Activity
For this exercise, return exactly the lines of the material below that begin at the one with "mod fixtures;" and stop after the one with "- brings up".
** Opening Records shown block **
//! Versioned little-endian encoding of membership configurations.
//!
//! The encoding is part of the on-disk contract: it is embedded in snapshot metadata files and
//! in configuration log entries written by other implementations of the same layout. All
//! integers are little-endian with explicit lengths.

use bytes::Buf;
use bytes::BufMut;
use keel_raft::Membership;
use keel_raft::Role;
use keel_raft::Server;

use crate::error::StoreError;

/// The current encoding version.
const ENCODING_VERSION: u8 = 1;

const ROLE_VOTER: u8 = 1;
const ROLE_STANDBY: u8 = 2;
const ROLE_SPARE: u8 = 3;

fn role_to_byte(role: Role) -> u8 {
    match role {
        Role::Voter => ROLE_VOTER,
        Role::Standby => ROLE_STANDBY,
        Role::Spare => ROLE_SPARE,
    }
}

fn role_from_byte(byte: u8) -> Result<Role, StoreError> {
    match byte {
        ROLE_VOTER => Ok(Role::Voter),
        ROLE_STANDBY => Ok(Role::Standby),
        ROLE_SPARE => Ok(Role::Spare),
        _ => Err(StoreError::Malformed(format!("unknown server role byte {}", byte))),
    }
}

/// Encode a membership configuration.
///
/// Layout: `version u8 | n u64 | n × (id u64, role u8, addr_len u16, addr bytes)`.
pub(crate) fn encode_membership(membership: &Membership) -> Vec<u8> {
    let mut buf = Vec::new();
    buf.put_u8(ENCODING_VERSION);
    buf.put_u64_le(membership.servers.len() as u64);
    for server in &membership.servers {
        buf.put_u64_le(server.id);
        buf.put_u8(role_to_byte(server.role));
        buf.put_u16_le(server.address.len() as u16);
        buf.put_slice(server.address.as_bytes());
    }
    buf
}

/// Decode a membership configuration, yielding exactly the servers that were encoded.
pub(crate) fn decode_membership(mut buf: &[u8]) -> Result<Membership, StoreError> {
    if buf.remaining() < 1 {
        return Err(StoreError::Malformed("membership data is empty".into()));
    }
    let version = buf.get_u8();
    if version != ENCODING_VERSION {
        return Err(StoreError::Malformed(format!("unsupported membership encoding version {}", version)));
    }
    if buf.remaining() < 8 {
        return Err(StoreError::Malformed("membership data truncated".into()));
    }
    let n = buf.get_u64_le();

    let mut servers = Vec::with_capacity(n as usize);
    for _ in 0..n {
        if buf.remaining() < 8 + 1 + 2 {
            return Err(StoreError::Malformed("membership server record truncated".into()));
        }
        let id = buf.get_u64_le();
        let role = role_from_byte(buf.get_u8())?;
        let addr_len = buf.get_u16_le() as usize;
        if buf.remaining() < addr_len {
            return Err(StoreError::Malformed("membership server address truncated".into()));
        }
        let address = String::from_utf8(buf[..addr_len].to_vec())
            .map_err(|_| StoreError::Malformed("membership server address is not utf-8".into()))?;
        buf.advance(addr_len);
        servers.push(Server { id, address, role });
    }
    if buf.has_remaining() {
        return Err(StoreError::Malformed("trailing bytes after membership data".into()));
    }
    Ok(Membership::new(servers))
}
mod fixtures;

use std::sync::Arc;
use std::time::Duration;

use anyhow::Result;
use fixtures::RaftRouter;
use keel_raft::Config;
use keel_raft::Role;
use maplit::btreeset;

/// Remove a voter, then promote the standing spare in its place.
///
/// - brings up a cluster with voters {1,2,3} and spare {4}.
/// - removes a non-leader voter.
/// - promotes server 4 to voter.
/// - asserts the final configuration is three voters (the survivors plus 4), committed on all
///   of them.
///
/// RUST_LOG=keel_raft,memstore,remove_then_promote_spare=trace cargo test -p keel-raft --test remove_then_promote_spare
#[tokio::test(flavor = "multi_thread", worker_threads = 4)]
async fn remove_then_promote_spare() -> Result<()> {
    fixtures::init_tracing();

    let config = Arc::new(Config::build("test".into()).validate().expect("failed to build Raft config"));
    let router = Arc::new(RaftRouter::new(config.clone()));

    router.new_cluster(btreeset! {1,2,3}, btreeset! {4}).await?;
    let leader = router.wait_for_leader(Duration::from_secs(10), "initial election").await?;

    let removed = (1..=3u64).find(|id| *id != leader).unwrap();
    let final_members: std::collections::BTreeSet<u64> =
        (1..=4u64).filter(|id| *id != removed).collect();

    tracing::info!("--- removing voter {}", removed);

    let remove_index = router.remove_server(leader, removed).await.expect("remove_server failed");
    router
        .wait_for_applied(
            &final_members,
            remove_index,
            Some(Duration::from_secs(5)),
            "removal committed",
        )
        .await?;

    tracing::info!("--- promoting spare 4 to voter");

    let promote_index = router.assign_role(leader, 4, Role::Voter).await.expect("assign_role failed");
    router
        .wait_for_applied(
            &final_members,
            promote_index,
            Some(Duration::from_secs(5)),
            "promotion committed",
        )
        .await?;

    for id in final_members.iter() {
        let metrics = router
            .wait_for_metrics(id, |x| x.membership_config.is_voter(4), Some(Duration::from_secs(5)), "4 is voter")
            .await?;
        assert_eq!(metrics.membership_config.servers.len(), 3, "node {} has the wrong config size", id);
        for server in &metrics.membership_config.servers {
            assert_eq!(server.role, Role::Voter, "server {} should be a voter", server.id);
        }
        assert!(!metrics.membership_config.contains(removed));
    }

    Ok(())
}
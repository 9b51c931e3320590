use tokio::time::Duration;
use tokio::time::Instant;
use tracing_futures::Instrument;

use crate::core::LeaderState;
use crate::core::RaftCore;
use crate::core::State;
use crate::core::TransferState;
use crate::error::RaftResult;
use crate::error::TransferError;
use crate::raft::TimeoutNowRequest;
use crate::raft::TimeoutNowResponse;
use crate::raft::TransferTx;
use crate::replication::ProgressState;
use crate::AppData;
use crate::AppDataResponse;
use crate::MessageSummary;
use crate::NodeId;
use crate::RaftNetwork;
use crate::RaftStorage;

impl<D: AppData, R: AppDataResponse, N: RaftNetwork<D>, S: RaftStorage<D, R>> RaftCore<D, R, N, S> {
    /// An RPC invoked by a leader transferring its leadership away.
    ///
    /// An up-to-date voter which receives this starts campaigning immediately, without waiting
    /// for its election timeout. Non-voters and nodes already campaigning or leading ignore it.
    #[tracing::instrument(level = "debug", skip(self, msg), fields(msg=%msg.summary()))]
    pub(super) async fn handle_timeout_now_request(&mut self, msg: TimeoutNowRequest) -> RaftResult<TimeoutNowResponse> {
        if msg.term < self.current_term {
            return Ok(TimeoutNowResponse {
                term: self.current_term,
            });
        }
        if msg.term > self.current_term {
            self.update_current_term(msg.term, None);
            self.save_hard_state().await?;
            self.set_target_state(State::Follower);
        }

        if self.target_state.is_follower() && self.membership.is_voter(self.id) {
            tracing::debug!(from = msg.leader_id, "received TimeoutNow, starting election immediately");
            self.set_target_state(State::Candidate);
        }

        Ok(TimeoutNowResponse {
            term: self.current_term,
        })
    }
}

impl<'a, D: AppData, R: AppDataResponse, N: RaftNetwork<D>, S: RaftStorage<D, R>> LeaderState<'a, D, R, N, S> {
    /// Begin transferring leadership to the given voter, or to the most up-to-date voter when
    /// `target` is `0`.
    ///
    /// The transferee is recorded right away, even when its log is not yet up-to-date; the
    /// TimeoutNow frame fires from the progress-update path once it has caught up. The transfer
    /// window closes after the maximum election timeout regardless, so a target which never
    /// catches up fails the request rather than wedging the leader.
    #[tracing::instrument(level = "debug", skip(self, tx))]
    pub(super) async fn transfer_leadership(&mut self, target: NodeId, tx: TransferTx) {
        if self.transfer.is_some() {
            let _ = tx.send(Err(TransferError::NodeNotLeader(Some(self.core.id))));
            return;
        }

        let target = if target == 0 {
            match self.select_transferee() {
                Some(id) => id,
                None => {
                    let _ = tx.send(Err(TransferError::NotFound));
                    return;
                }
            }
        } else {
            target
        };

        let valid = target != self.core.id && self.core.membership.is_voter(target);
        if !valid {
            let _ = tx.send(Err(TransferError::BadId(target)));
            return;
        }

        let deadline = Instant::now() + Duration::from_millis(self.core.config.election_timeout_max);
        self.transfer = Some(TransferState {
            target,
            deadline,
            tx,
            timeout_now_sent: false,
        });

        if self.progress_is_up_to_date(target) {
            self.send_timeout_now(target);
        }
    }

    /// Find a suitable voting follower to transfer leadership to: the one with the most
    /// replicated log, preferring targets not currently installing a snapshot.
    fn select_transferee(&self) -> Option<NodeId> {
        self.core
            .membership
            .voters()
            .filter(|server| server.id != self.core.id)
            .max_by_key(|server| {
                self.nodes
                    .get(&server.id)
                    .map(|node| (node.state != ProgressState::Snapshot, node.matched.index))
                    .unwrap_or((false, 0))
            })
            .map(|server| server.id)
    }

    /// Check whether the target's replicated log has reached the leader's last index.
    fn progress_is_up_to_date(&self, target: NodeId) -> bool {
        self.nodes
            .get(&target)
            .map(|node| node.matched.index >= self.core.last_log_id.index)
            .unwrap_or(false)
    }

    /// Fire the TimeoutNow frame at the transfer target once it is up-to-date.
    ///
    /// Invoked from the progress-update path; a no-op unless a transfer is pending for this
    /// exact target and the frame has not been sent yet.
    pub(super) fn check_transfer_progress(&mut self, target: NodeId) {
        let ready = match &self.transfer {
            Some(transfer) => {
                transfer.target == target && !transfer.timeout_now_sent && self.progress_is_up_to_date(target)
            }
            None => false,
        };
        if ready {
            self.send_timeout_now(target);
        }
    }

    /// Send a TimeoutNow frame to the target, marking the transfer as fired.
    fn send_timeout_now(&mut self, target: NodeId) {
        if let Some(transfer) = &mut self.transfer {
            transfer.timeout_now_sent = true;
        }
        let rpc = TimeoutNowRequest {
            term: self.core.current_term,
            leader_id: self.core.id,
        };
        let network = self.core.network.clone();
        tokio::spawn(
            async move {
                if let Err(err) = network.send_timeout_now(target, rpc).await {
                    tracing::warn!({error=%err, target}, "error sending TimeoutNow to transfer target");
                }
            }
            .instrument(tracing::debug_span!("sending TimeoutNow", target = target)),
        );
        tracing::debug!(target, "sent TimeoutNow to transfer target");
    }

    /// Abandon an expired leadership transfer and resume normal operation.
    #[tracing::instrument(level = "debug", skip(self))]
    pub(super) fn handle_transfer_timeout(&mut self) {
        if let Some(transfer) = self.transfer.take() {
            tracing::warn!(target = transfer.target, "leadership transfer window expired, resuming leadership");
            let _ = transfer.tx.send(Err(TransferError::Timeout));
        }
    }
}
** Closing Records shown block **
Problem solution
mod fixtures;

use std::sync::Arc;
use std::time::Duration;

use anyhow::Result;
use fixtures::RaftRouter;
use keel_raft::Config;
use keel_raft::Role;
use maplit::btreeset;

/// Remove a voter, then promote the standing spare in its place.
///
/// - brings up a cluster with voters {1,2,3} and spare {4}.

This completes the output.